(Tafsir QS al-Ghasyiyah [88]: 17-20)
أَفَلا يَنْظُرُونَ إِلَى الإبِلِ كَيْفَ خُلِقَتْ، وَإِلَى السَّمَاءِ كَيْفَ رُفِعَتْ، وَإِلَى الْجِبَالِ كَيْفَ نُصِبَتْ، وَإِلَى الأرْضِ كَيْفَ سُطِحَتْ.
Apakah mereka tidak memperhatikan unta, bagaimana diciptakan; langit, bagaimana ditinggikan; gunung-gunung, bagaimana ditegakkan; dan bumi, bagaimana dihamparkan? (QS al-Ghasyiyah [88]: 17-20).
Setelah memberitakan perkara gaib yang akan dialami oleh dua golongan manusia pada Hari Kiamat, ayat ini mengalihkan pandangan pada berbagai ciptaan Allah SWT yang terindera di sekitar manusia. Mereka diminta untuk memperhatikan, merenungkan dan memikirkan semua makhluk itu; bagaimana semuanya diciptakan dan dibuat seperti itu.
Tafsir Ayat
Allah SWT berfirman: Afalâ yanzhurûna ilâ al-ibil kayfa khuliqat (Apakah mereka tidak memperhatikan unta bagaimana dia diciptakan). Menurut para ahli tafsir, ketika Allah SWT menyebut dua tempat tersebut (surga dan neraka), orang-orang kafir merasa heran.
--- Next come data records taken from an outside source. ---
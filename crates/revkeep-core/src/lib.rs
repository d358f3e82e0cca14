//! revkeep Core - transactional object versioning engine
//!
//! This crate records the history of application records as immutable
//! snapshots, including:
//! - A record catalog and type registry describing what is versioned
//! - Revision scopes that collect touched objects and commit them atomically
//! - Relationship closure over followed references
//! - JSON/YAML snapshot encoding of composite entities
//! - Field-level diffs over history windows with a text rendering
//! - Revert of a revision back into the live store
//!
//! Storage is reached only through the [`store::RecordStore`] and
//! [`store::VersionStore`] traits; an in-memory backend lives here, the
//! SQLite backend in `revkeep-store`.

pub mod closure;
pub mod codec;
pub mod commit;
pub mod config;
pub mod diff;
pub mod errors;
pub mod logging_facility;
pub mod model;
pub mod queries;
pub mod registry;
pub mod revert;
pub mod store;
pub mod tracker;

pub use revkeep_core_types::schema;
pub use revkeep_core_types::{ObjectKey, ObjectRef, RevisionId, TypeName, VersionId};

// Re-export commonly used types
pub use closure::{follow_relationships, ClosureSet, FollowOptions};
pub use codec::Format;
pub use config::SchemaConfig;
pub use diff::{diff_version, field_diff, history_diff, render_history, HistoryDiff};
pub use errors::{ExError, ExErrorKind, Result, RevkeepError};
pub use model::{Action, Catalog, FieldKind, FieldValue, Record, Revision, TypeSchema, Version};
pub use registry::{RegisterOptions, Registry};
pub use revert::{revert_revision, RevertReport};
pub use store::{LifecycleHooks, MemoryStore, NoHooks, RecordStore, VersionStore};
pub use tracker::RevisionManager;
Mereka pun mendustakan dan mengingkarinya. Kemudian Allah SWT mengingatkan mereka dengan ciptaan dan kekuasan-Nya, bahwa Dia berkuasa atas segala sesuatu sebagaimana Dia menciptakan binatang, langit, gunung, dan bumi.1
Ayat ini diawali dengan hamzah al-istifhâm (kata tanya). Dalam konteks ayat ini, al-istifhâm tersebut memberikan makna li at-taqrî’ wa at-tawbîkh (teguran dan celaan).2 Pihak yang mendapat teguran dan celaan itu adalah orang-orang yang mengingkari Hari Kiamat. Mereka ditegur dan dicela karena tidak melakukan an-nazhar terhadap beberapa obyek yang disebutkan sesudahnya. Teguran dan celaan tersebut juga bisa dipahami sebagai perintah untuk melakukan an-nazhar terhadap berbagai benda itu. Menurut al-Jauhari, kata an-nazhar berarti ta’ammul asy-syay’ bi al-‘ayn (memikirkan atau merenungkan sesuatu dengan mata).3
Benda pertama yang disebutkan untuk diperhatikan dan dipikirkan adalah: al-ibil. Kata tersebut menunjuk pada jenis hewan yang sudah maklum di kalangan bangsa Arab, yakni unta. Memang ada yang mengartikan kata itu sebagai as-sahâb (awan). Akan tetapi, pengertian tersebut bertentangan dengan penafsiran para ahli tafsir dan bahasa.4 Terhadap unta itu, mereka diminta memperhatikan dan merenungkan: kayfa khuliqat (bagaimana ia diciptakan).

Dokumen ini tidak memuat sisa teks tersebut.